To show where the pmf comes from, let’s look at a much simpler example – tossing a coin four times and seeing if we get exactly one head, ie $k=1, N=4$.

One way we could get this is like this: HTTT. The probability of that happening is $p^kq^{N-k} = pq^3 = \frac{1}{16}$. But that is not the only way exactly one head could be delivered: obviously there are four ways: HTTT, THTT, TTHT, TTTH and so the probability of exactly one head is $\frac{4}{16}$.

(For two heads we have six ways of arranging the outcome: HHTT, HTHT, HTTH, THHT, THTH, TTHH and so the probability is $\frac{6}{16}$. For three heads the probability is the same as three tails (ie for one head), and the probabilities for all heads and all tails are both $\frac {1}{16}$. Cumulatively this covers all the possibilities and adds up to $1$.)
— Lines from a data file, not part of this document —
// Calibration module - sound card clock drift against a 1 Hz reference
//
// The capture clock is only nominally 44100 Hz; a cheap card can be off by
// seconds per day, which lands directly in the rate measurement. Feeding
// the machine a once-per-second reference (radio time signal, GPS pip)
// lets the drift be measured and folded back into the rate math.
//
// The calibration workflow:
// 1. The largest analysis window folds at exactly one second per cycle
// 2. Each fold contributes one phase sample: where the reference edge
//    falls inside the capture clock's second
// 3. A least-squares line through (elapsed, phase) is the drift; its
//    slope standard error is the confidence

use serde::Serialize;

use crate::error::{AnalysisError, AnalysisResult};

/// Drift estimates whose standard error exceeds this many seconds per day
/// are reported as failed.
pub const CONFIDENCE_LIMIT: f64 = 0.1;
/// Phase samples closer together than this are the same window seen twice.
const DEDUP_SECONDS: f64 = 0.9;
/// The rising edge is where the fold first reaches this fraction of its
/// peak, walking backwards from the peak bin.
const EDGE_THRESHOLD_RATIO: f32 = 0.95;

/// Result of a completed drift calibration.
#[derive(Debug, Clone, Copy, PartialEq, Serialize)]
pub struct DriftEstimate {
    /// Capture clock drift in seconds per day. Positive means the clock
    /// counts fast, so every measured rate reads high without correction.
    pub seconds_per_day: f64,
    /// Standard error of the fitted slope, in seconds per day.
    pub confidence: f64,
    /// Number of phase samples behind the fit.
    pub samples: usize,
}

impl DriftEstimate {
    pub fn is_confident(&self) -> bool {
        self.confidence < CONFIDENCE_LIMIT
    }
}

/// Sub-bin position of the rising edge leading into the fold peak.
///
/// Walks back from the peak until the fold drops below 95% of it, then
/// interpolates the crossing between that bin and the next. A plateau
/// wider than a quarter period has no usable edge.
fn rising_edge_position(folded: &[f32], max_bin: usize) -> AnalysisResult<f64> {
    let n = folded.len();
    if n == 0 || max_bin >= n || folded[max_bin] <= 0.0 {
        return Err(AnalysisError::CalibrationEdgeNotFound);
    }
    let threshold = EDGE_THRESHOLD_RATIO * folded[max_bin];
    let mut j = max_bin;
    for _ in 0..n / 4 {
        let prev = (j + n - 1) % n;
        if folded[prev] < threshold {
            // folded[j] is still at or above the threshold here, so the
            // rise through it is strictly positive.
            let rise = folded[j] - folded[prev];
            let frac = (threshold - folded[prev]) / rise;
            return Ok((prev as f64 + frac as f64).rem_euclid(n as f64));
        }
        j = prev;
    }
    Err(AnalysisError::CalibrationEdgeNotFound)
}

/// Collects reference phase samples across analysis cycles and fits the
/// drift once enough have arrived.
pub struct CalibrationAccumulator {
    capacity: usize,
    /// (elapsed seconds, edge phase in seconds within [0, 1)).
    samples: Vec<(f64, f64)>,
    result: Option<DriftEstimate>,
}

impl CalibrationAccumulator {
    pub fn new(capacity: usize) -> Self {
        debug_assert!(capacity >= 3, "a line fit needs at least three samples");
        Self {
            capacity,
            samples: Vec::with_capacity(capacity),
            result: None,
        }
    }

    /// Throw away collected samples and any finished estimate.
    pub fn clear(&mut self) {
        self.samples.clear();
        self.result = None;
    }

    /// Collected fraction of the required samples, for progress display.
    pub fn progress(&self) -> f32 {
        self.samples.len() as f32 / self.capacity as f32
    }

    pub fn is_complete(&self) -> bool {
        self.result.is_some()
    }

    pub fn result(&self) -> Option<DriftEstimate> {
        self.result
    }

    /// Feed one folded reference window.
    ///
    /// `folded` must be the one-second fold of the window ending at
    /// `end_timestamp`, with its peak at `max_bin`. Completing the fit
    /// with a confident estimate returns `Ok`; completing it without one
    /// returns the low-confidence error. Either way the result is stored
    /// and later ingests become no-ops until [`clear`](Self::clear).
    pub fn ingest(
        &mut self,
        folded: &[f32],
        max_bin: usize,
        window_start: u64,
        end_timestamp: u64,
        sample_rate: u32,
    ) -> AnalysisResult<()> {
        if self.result.is_some() {
            return Ok(());
        }
        let edge = rising_edge_position(folded, max_bin)?;
        let rate = sample_rate as f64;
        let phase = (window_start as f64 + edge).rem_euclid(rate) / rate;
        let elapsed = end_timestamp as f64 / rate;

        if let Some(&(last, _)) = self.samples.last() {
            if elapsed - last < DEDUP_SECONDS {
                return Ok(());
            }
        }
        self.samples.push((elapsed, phase));
        if self.samples.len() < self.capacity {
            return Ok(());
        }

        let estimate = self.fit();
        self.result = Some(estimate);
        if estimate.is_confident() {
            Ok(())
        } else {
            Err(AnalysisError::CalibrationLowConfidence {
                confidence: estimate.confidence,
                limit: CONFIDENCE_LIMIT,
            })
        }
    }

    /// Least-squares drift through the collected phases.
    ///
    /// Phases live on a circle, so they are first centered on their
    /// circular mean and unwrapped into [-0.5, 0.5) turns; a drift that
    /// legitimately crosses the second boundary still fits as a line.
    fn fit(&self) -> DriftEstimate {
        let m = self.samples.len();
        let turns = std::f64::consts::TAU;
        let (mut sin_sum, mut cos_sum) = (0.0f64, 0.0f64);
        for &(_, phase) in &self.samples {
            sin_sum += (turns * phase).sin();
            cos_sum += (turns * phase).cos();
        }
        let center = sin_sum.atan2(cos_sum) / turns;

        let mut t_mean = 0.0;
        let mut d_mean = 0.0;
        let centered: Vec<(f64, f64)> = self
            .samples
            .iter()
            .map(|&(t, phase)| {
                let mut d = phase - center;
                d -= d.round();
                t_mean += t;
                d_mean += d;
                (t, d)
            })
            .collect();
        t_mean /= m as f64;
        d_mean /= m as f64;

        let mut tt = 0.0;
        let mut td = 0.0;
        for &(t, d) in &centered {
            tt += (t - t_mean) * (t - t_mean);
            td += (t - t_mean) * (d - d_mean);
        }
        let slope = if tt > 0.0 { td / tt } else { 0.0 };

        let mut residual_sq = 0.0;
        for &(t, d) in &centered {
            let r = d - d_mean - slope * (t - t_mean);
            residual_sq += r * r;
        }
        let standard_error = if m > 2 && tt > 0.0 {
            (residual_sq / (m as f64 - 2.0) / tt).sqrt()
        } else {
            f64::INFINITY
        };

        DriftEstimate {
            seconds_per_day: slope * 86_400.0,
            confidence: standard_error * 86_400.0,
            samples: m,
        }
    }
}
The generalisation of this gives us a pmf thus: $f(k; N,p) = _NC_k\ p^kq^{(N-k)}$, where $_NC_k$ is the binomial coefficient and can be spoken as “N choose k” and is the number of ways of distributing $k$ successes from $N$ trials.
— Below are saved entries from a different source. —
// Recovery of individual tick timestamps once a window holds a locked
// period, a folded waveform and beat positions.
//
// The folded waveform around a beat is that beat's matched filter. Slices
// of the window are cross-correlated against it, and correlation peaks
// near the predicted beat grid become events. Slices overlap by half so no
// tick ever straddles a seam.

use crate::analysis::period::peak_detector;
use crate::dsp::Correlator;

/// Locates tick events in a window. Owns the FFT plans and scratch for one
/// resolution step, so per-cycle calls do not allocate.
pub(crate) struct EventLocator {
    correlator: Correlator,
    slice_len: usize,
    template: Vec<f32>,
    corr: Vec<f32>,
    peak_scratch: Vec<f32>,
    positions: Vec<usize>,
}

impl EventLocator {
    pub(crate) fn new(window_len: usize) -> Self {
        let slice_len = (window_len / 2).max(2);
        Self {
            correlator: Correlator::new(slice_len),
            slice_len,
            template: Vec::new(),
            corr: Vec::new(),
            peak_scratch: Vec::new(),
            positions: Vec::new(),
        }
    }

    /// Find tick events across `samples` and append their absolute sample
    /// timestamps (`window_start` plus offset) to `out`, ascending.
    ///
    /// Nearby duplicates from overlapping slices collapse to the first
    /// detection; anything closer than half a spacing to its predecessor
    /// is the same tick seen twice.
    #[allow(clippy::too_many_arguments)]
    pub(crate) fn locate(
        &mut self,
        samples: &[f32],
        folded: &[f32],
        period: f64,
        spacing: f64,
        tic: f64,
        toc: f64,
        window_start: u64,
        out: &mut Vec<u64>,
    ) {
        let n = samples.len();
        let half = (period / 2.0).floor() as usize;
        if half < 4 || half >= self.slice_len || folded.is_empty() || n < self.slice_len {
            return;
        }
        let tol = (spacing / 8.0).max(2.0);
        let step = self.slice_len / 2;

        self.positions.clear();
        for &anchor in &[tic, toc] {
            self.build_template(folded, anchor, half);
            let mut slice_start = n - self.slice_len;
            loop {
                let slice = &samples[slice_start..slice_start + self.slice_len];
                self.correlator
                    .cross_correlation(slice, &self.template, &mut self.corr);
                self.collect_slice(anchor, period, tol, slice_start, half);
                if slice_start == 0 {
                    break;
                }
                slice_start = slice_start.saturating_sub(step);
            }
        }

        self.positions.sort_unstable();
        let min_gap = (spacing / 2.0) as usize;
        let mut last_kept: Option<usize> = None;
        for &p in &self.positions {
            if let Some(prev) = last_kept {
                if p - prev < min_gap {
                    continue;
                }
            }
            last_kept = Some(p);
            out.push(window_start + p as u64);
        }
    }

    /// Half a period of folded waveform, circular, centered on the beat
    /// and made zero-mean so correlation ignores the slice's DC.
    fn build_template(&mut self, folded: &[f32], anchor: f64, half: usize) {
        let bins = folded.len();
        let anchor_bin = (anchor.round() as usize).min(bins - 1);
        let start = (anchor_bin + bins - half / 2) % bins;
        self.template.clear();
        self.template.reserve(half);
        let mut sum = 0.0f64;
        for i in 0..half {
            let v = folded[(start + i) % bins];
            sum += v as f64;
            self.template.push(v);
        }
        let mean = (sum / half as f64) as f32;
        for v in self.template.iter_mut() {
            *v -= mean;
        }
    }

    /// Walk the beat grid of one anchor through one slice and keep every
    /// validated correlation peak near a predicted position.
    fn collect_slice(&mut self, anchor: f64, period: f64, tol: f64, slice_start: usize, half: usize) {
        // Template placements past this offset wrap circularly.
        let valid = self.slice_len - half;
        let mut m = 0usize;
        loop {
            let predicted = anchor - half as f64 / 2.0 + m as f64 * period;
            if predicted > (slice_start + valid) as f64 {
                break;
            }
            m += 1;
            let rel = predicted - slice_start as f64;
            if rel < 0.0 {
                continue;
            }
            let lo = (rel - tol).max(0.0) as usize;
            let hi = ((rel + tol) as usize).min(valid);
            if let Some(peak) =
                peak_detector(&self.corr[..=valid], lo, hi, &mut self.peak_scratch)
            {
                self.positions.push(slice_start + peak + half / 2);
            }
        }
    }
}

#[cfg(test)]
mod tests {
    use super::*;
    use crate::analysis::fold::fold_waveform;

    const PERIOD: f64 = 500.0;

    /// Tic pulses at phase 100, toc pulses at phase 350, 5 samples wide.
    fn two_beat_signal(len: usize) -> Vec<f32> {
        let mut signal = vec![0.0f32; len];
        let mut base = 0;
        while base + 355 < len {
            for d in 0..5 {
                signal[base + 100 + d] = 1.0;
                signal[base + 350 + d] = 0.7;
            }
            base += PERIOD as usize;
        }
        signal
    }

    fn fold(signal: &[f32]) -> Vec<f32> {
        let mut folded = Vec::new();
        fold_waveform(signal, PERIOD, &mut folded, &mut Vec::new(), &mut Vec::new());
        folded
    }

    #[test]
    fn test_events_land_on_the_beat_grid() {
        let signal = two_beat_signal(4000);
        let folded = fold(&signal);
        let mut locator = EventLocator::new(signal.len());
        let mut events = Vec::new();
        locator.locate(&signal, &folded, PERIOD, 250.0, 100.0, 350.0, 0, &mut events);

        assert!(
            events.len() >= 14,
            "most of the 16 beats should be recovered, got {}",
            events.len()
        );
        for &e in &events {
            let phase = e % 500;
            let near_tic = phase.abs_diff(100) <= 5;
            let near_toc = phase.abs_diff(350) <= 5;
            assert!(
                near_tic || near_toc,
                "event {} is off the beat grid (phase {})",
                e,
                phase
            );
        }
        for pair in events.windows(2) {
            assert!(pair[1] > pair[0], "events must be strictly ascending");
            assert!(pair[1] - pair[0] >= 125, "dedup gap violated: {:?}", pair);
        }
    }

    #[test]
    fn test_window_start_offsets_event_timestamps() {
        let signal = two_beat_signal(4000);
        let folded = fold(&signal);
        let mut locator = EventLocator::new(signal.len());

        let mut at_zero = Vec::new();
        locator.locate(&signal, &folded, PERIOD, 250.0, 100.0, 350.0, 0, &mut at_zero);
        let mut offset = Vec::new();
        locator.locate(
            &signal, &folded, PERIOD, 250.0, 100.0, 350.0, 44_100, &mut offset,
        );

        assert_eq!(at_zero.len(), offset.len());
        for (&a, &b) in at_zero.iter().zip(offset.iter()) {
            assert_eq!(b, a + 44_100);
        }
    }

    #[test]
    fn test_silent_window_yields_no_events() {
        let signal = vec![0.0f32; 4000];
        let folded = vec![0.0f32; 500];
        let mut locator = EventLocator::new(signal.len());
        let mut events = Vec::new();
        locator.locate(&signal, &folded, PERIOD, 250.0, 100.0, 350.0, 0, &mut events);
        assert!(events.is_empty());
    }

    #[test]
    fn test_degenerate_period_is_ignored() {
        let signal = two_beat_signal(4000);
        let folded = fold(&signal);
        let mut locator = EventLocator::new(signal.len());
        let mut events = Vec::new();
        // A period shorter than eight samples cannot carry a template.
        locator.locate(&signal, &folded, 6.0, 3.0, 1.0, 4.0, 0, &mut events);
        assert!(events.is_empty());
    }
}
$_NC_k = \frac{N!}{k!(N-k)!}$

There are approximately $10^{21}$ Uranium atoms in a gramme of the substance and calculating factorals of such large numbers efficiently requires an awful lot of computing power – my GNU calculator has been at it for some time now, maxing out one CPU on this box for the last 14 minutes, so I guess I am going to have to pass on my hopes of showing you some of the odds.
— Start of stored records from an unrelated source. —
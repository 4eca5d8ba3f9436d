//! End-to-end pipeline tests: raw trace text through parsing, aggregation,
//! diffing, and surface assembly, plus the file-backed sweep loop.

use std::fs;
use trace_diff::diff::exact_intersection_diff;
use trace_diff::plot::{StackedPlot, SurfacePlot};
use trace_diff::series::aggregate;
use trace_diff::surface::{SurfaceBuilder, VariantSeries};
use trace_diff::sweep::{SweepConfig, SweepRunner};
use trace_diff::trace::{parse_lines, read_trace_file, NodeFilter, TraceKind};
use trace_diff::variant::Behavior;

#[test]
fn node_state_text_to_series() {
    let text = "100 2 50\n100 2 70\n200 2 80\n";
    let records = parse_lines(TraceKind::NodeState, text, &NodeFilter::node(2));
    let series = aggregate(TraceKind::NodeState, 2, records);

    assert_eq!(series.timestamps(), &[100, 200]);
    assert_eq!(series.values(), &[70.0, 80.0]);
}

#[test]
fn queue_event_text_filters_and_sums() {
    let text = "\
100 n:2 x 5 Dequ ecn:0 a b c d U
100 n:2 x 9 Dequ ecn:0 a b c d U
100 n:2 x 100 Enqu ecn:0 a b c d U
100 n:3 x 100 Dequ ecn:0 a b c d U
200 n:2 x 3 Dequ ecn:0 a b c d U
";
    let records = parse_lines(TraceKind::QueueEvent, text, &NodeFilter::node(2));
    let series = aggregate(TraceKind::QueueEvent, 2, records);

    assert_eq!(series.timestamps(), &[100, 200]);
    assert_eq!(series.values(), &[14.0, 3.0]);
}

#[test]
fn unmatched_node_gives_empty_series_then_empty_series_error() {
    let text = "100 2 50\n200 2 80\n";
    let records = parse_lines(TraceKind::NodeState, text, &NodeFilter::node(9));
    assert!(records.is_empty());

    let series = aggregate(TraceKind::NodeState, 9, records);
    assert!(series.is_empty());
    assert!(series.value_at(100).is_err());
    assert!(series.mean().is_err());
}

#[test]
fn baseline_diff_and_surface_from_text() {
    let baseline_text = "0 2 0\n100 2 10\n200 2 20\n300 2 30\n";
    let variant_text = "0 2 0\n150 2 30\n300 2 60\n";

    let filter = NodeFilter::node(2);
    let baseline = aggregate(
        TraceKind::NodeState,
        2,
        parse_lines(TraceKind::NodeState, baseline_text, &filter),
    );
    let variant = aggregate(
        TraceKind::NodeState,
        2,
        parse_lines(TraceKind::NodeState, variant_text, &filter),
    );

    // exact intersection: only ts 0 and 300 are shared
    let diff = exact_intersection_diff(&baseline, &variant, "node_2_triple_p100");
    assert_eq!(diff.timestamps(), &[0, 300]);
    assert_eq!(diff.diff_values(), &[0.0, 30.0]);

    // grid mode keeps every point; baseline span [0,300] step 100
    let variants = vec![VariantSeries::new(
        "node_2_triple_p100",
        variant.clone(),
        variant,
    )];
    let points = SurfaceBuilder::new(100)
        .tx_bytes_diff_surface(&baseline, &variants)
        .unwrap();
    let grid: Vec<u64> = points.iter().map(|p| p.timestamp_ns).collect();
    assert_eq!(grid, [0, 100, 200, 300]);

    // at t=100 the variant interpolates to 20, baseline is 10
    let p100 = points.iter().find(|p| p.timestamp_ns == 100).unwrap();
    assert!((p100.metric_value - 10.0).abs() < 1e-9);
}

fn write_sweep_fixture(dir: &std::path::Path) {
    let suffix = |misrep: &str| format!("t_f_cc_{misrep}");

    fs::write(
        dir.join(format!("node_trace_{}.txt", suffix("none"))),
        "0 2 0\n300 2 30\n",
    )
    .unwrap();

    for (misrep, v0, v1) in [
        ("node_2_zero_p50", 10, 40),
        ("node_2_zero_p100", 20, 50),
    ] {
        fs::write(
            dir.join(format!("node_trace_{}.txt", suffix(misrep))),
            format!("0 2 {v0}\n300 2 {v1}\n"),
        )
        .unwrap();
        fs::write(
            dir.join(format!("qlen_{}.txt", suffix(misrep))),
            "100 n:2 x 500 Dequ ecn:0 a b c d U\n",
        )
        .unwrap();
    }
}

fn sweep_config(dir: &std::path::Path) -> SweepConfig {
    serde_json::from_value(serde_json::json!({
        "node_id": 2,
        "ts_step_ns": 100,
        "behavior": "zero",
        "prob_step": 50,
        "topo": "t",
        "flow": "f",
        "cc_algo": "cc",
        "mix_dir": dir,
        "qlen_dir": dir,
    }))
    .unwrap()
}

#[test]
fn sweep_runs_end_to_end_over_trace_files() {
    trace_diff::sweep::init_diagnostics();
    let dir = tempfile::tempdir().unwrap();
    write_sweep_fixture(dir.path());

    let output = SweepRunner::new(sweep_config(dir.path())).run().unwrap();

    assert!(output.skipped.is_empty());
    assert_eq!(output.diffs.len(), 2);
    // both variants share ts 0 and 300 with the baseline
    assert_eq!(output.diffs[0].variant_id(), "node_2_zero_p50");
    assert_eq!(output.diffs[0].diff_values(), &[10.0, 10.0]);
    assert_eq!(output.diffs[1].diff_values(), &[20.0, 20.0]);

    // 4 grid timestamps x 2 variants
    assert_eq!(output.surface.len(), 8);
    assert!(output
        .surface
        .iter()
        .all(|p| p.probability_percent == 50 || p.probability_percent == 100));

    // everything a renderer receives is plain serializable data
    let mut stack = StackedPlot::new(
        "Difference in transmitted bytes",
        "Time (ms)",
        "Diff transmitted bytes",
    );
    for diff in &output.diffs {
        stack.push_diff(diff);
    }
    assert_eq!(stack.series.len(), 2);

    let surface_plot = SurfacePlot::from_points(
        &output.surface,
        "Prob/time/util surface",
        "Timestamp (ms)",
        "Probability (%)",
        "Diff tx_bytes (B)",
    );
    assert_eq!(surface_plot.points.len(), output.surface.len());
    assert!(serde_json::to_string(&surface_plot).is_ok());
}

#[test]
fn sweep_skips_a_broken_variant_and_continues() {
    let dir = tempfile::tempdir().unwrap();
    write_sweep_fixture(dir.path());
    fs::remove_file(dir.path().join("node_trace_t_f_cc_node_2_zero_p100.txt")).unwrap();

    let output = SweepRunner::new(sweep_config(dir.path())).run().unwrap();

    assert_eq!(output.skipped, vec!["node_2_zero_p100".to_string()]);
    assert_eq!(output.diffs.len(), 1);
    assert_eq!(output.surface.len(), 4); // p50 only
}

#[test]
fn sweep_skips_a_variant_whose_trace_matches_no_lines() {
    let dir = tempfile::tempdir().unwrap();
    write_sweep_fixture(dir.path());
    // the p100 trace file exists but only logs a different node
    fs::write(
        dir.path().join("node_trace_t_f_cc_node_2_zero_p100.txt"),
        "0 3 20\n300 3 50\n",
    )
    .unwrap();

    let output = SweepRunner::new(sweep_config(dir.path())).run().unwrap();

    assert_eq!(output.skipped, vec!["node_2_zero_p100".to_string()]);
    assert_eq!(output.diffs.len(), 1);
    assert_eq!(output.surface.len(), 4); // p50 only
}

#[test]
fn sweep_without_baseline_is_fatal() {
    let dir = tempfile::tempdir().unwrap();
    let err = SweepRunner::new(sweep_config(dir.path())).run().unwrap_err();
    assert!(matches!(err, trace_diff::Error::MissingFile { .. }));
}

#[test]
fn read_trace_file_roundtrip() {
    let dir = tempfile::tempdir().unwrap();
    let path = dir.path().join("node_trace.txt");
    fs::write(&path, "100 2 50\nbad line\n200 2 80\n").unwrap();

    let records = read_trace_file(&path, TraceKind::NodeState, &NodeFilter::node(2)).unwrap();
    assert_eq!(records.len(), 2);

    let series = aggregate(TraceKind::NodeState, 2, records);
    assert_eq!(series.timestamps(), &[100, 200]);
}

#[test]
fn behavior_sweep_matches_profile_grammar() {
    use std::str::FromStr;
    use trace_diff::variant::VariantId;

    for id in VariantId::sweep(2, Behavior::Triple, 25) {
        let reparsed = VariantId::from_str(id.id()).unwrap();
        assert_eq!(reparsed.behavior(), Some(Behavior::Triple));
        assert_eq!(reparsed.node_id(), Some(2));
    }
}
# The binomial distribution, part 1

Image via Wikipedia

I think there are now going to be a few posts here which essentially are about me rediscovering some A level maths probability theory and writing it down as an aid to memory.

All of this is related as to whether the length of time pages are part of the working set is governed by a stochastic (probabilistic) process or a deterministic process. Why does it matter? Well, if the process was stochastic then in low memory situations a first-in, first-out approach, or simple single queue LRU approach to page replacement might work well in comparison to the 2Q LRU approach currently in use. It is an idea that is worth a little exploring, anyway.

So, now the first maths aide memoire – simple random/probabilistic processes are binomial – something happens or it does not. If the probability of it happening in a unit time period is $p$ (update: is this showing up as ‘nm’? It’s meant to be ‘p’!) then the probability it will not happen is $1 - p = q$.  For instance this might be the probability that an atom of Uranium 235 shows $\alpha$-particle decay (the probability that one U 235 atom will decay is given by its half-life of 700 million years ie., $2.21\times10^{16}$ seconds, or a probability, if my maths is correct, of a given individual atom decaying in any particular second of approximately $4.4\times10^{-16}$.

(In operating systems terms my thinking is that if the time pages spent in a working set were governed by similar processes then there will be a half life for every page that is read in. If we discarded pages after they were in the system after such a half life, or better yet some multiple of the half life, then we could have a simpler page replacement system – we would not need to use a CLOCK algorithm, just record the time a page entered the system and stick it in a FIFO queue and discard it when the entry time was more than a half life ago.

An even simpler case might be to just discard pages once the stored number reached above a certain ‘half life’ limit. Crude, certainly, but maybe the simplicity might compensate for the lack of sophistication.

Such a system would not work very well for a general/desktop operating system – as the graph for the MySQL daemon referred to in the previous blog shows, even one application could seem to show different distributions of working set sizes. But what if you had a specialist system where the OS only ran one application – then tuning might work: perhaps that could even apply to mass electionics devices, such as Android phones – after all the Android (Dalvik) VM is what is being run each time.)